By Saj Sri-Kumar
Japanese will no longer be taught after the current school year. The school began to phase out the program, which was cancelled due to declining student interest, in the 2008-2009 school year. The class of 2011 was the last class offered the option of taking Japanese I.
“It’s an issue of declining numbers that aren’t holding steady and the growth of other languages,” Upper School Foreign Language Department Chair and Latin teacher Paul Chenier said.
Caroline Maeda ’12, the only junior enrolled in Japanese, said that she wants to continue her study of Japanese next year even though the school does not offer it.
“I’ve looked into taking classes at [California State University, Northridge], but I’m not quite sure yet if I can manage to fit it in with my Harvard-Westlake schedule,” she said.
Chenier said he regrets that future students would not be able to take Japanese.
Japanese teacher Kyoko Tomikura said that despite the cancellation of the program, she has still seen significant interest from students who want to learn Japanese.
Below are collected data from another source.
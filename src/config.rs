//! Host configuration parsed from environment variables.

use std::path::PathBuf;

pub const DEFAULT_PORT: u16 = 3000;
pub const DEFAULT_API_URL: &str = "https://capbio.bi/cci/api";

#[derive(Debug, thiserror::Error, PartialEq, Eq)]
pub enum ConfigError {
    #[error("invalid {var}: {value:?}")]
    Invalid { var: &'static str, value: String },
}

#[derive(Debug, Clone, PartialEq, Eq)]
pub struct ServerConfig {
    pub port: u16,
    /// REST backend base URL handed to the browser, without a trailing `/`.
    pub api_url: String,
    /// Overrides the Leptos `site-root` when set.
    pub site_root: Option<PathBuf>,
}

impl ServerConfig {
    /// Build typed host config from environment variables.
    ///
    /// Optional:
    /// - `PORT`: default 3000
    /// - `CCI_API_URL`: default `https://capbio.bi/cci/api`
    /// - `SITE_ROOT`: directory holding the compiled `pkg/` assets
    pub fn from_env() -> Result<Self, ConfigError> {
        Self::from_lookup(|key| std::env::var(key).ok())
    }

    /// Same as [`Self::from_env`] over an arbitrary variable source.
    pub fn from_lookup<F>(lookup: F) -> Result<Self, ConfigError>
    where
        F: Fn(&str) -> Option<String>,
    {
        let port = match non_blank(lookup("PORT")) {
            Some(raw) => raw.trim().parse::<u16>().map_err(|_| ConfigError::Invalid { var: "PORT", value: raw })?,
            None => DEFAULT_PORT,
        };
        let api_url = non_blank(lookup("CCI_API_URL"))
            .unwrap_or_else(|| DEFAULT_API_URL.to_owned())
            .trim()
            .trim_end_matches('/')
            .to_owned();
        if api_url.is_empty() {
            return Err(ConfigError::Invalid { var: "CCI_API_URL", value: api_url });
        }
        let site_root = non_blank(lookup("SITE_ROOT")).map(PathBuf::from);

        Ok(Self { port, api_url, site_root })
    }
}

fn non_blank(value: Option<String>) -> Option<String> {
    value.filter(|v| !v.trim().is_empty())
}

#[cfg(test)]
#[path = "config_test.rs"]
mod tests;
“I’m so sad that I can’t teach them,” she said. “It’s very difficult for me to say ‘sorry’ because I know that the students really want to study Japanese.”
Japanese was added to the school’s foreign language department along with Chinese in 1996. Until recently, students were only able to take those languages starting in ninth grade.
In the fall of 2008, the first year that students could no longer enroll in Japanese, the school expanded Chinese program, allowing students to begin taking Chinese in seventh grade. Chenier said that the cancellation of Japanese was not directly caused by the expansion of Chinese. The last language cancelled by the school was Russian, which was phased out in the early 2000s. Like Japanese, Russian suffered from dwindling enrollment.
“With the changes in Eastern Europe in [the] mid-1990s, the interest for the ‘language of the enemy’ dwindled and the program enrollment started to plummet, especially after the school started offering Chinese and Japanese,” Psychology teacher and school counselor Luba Bek, who used to teach Russian, said.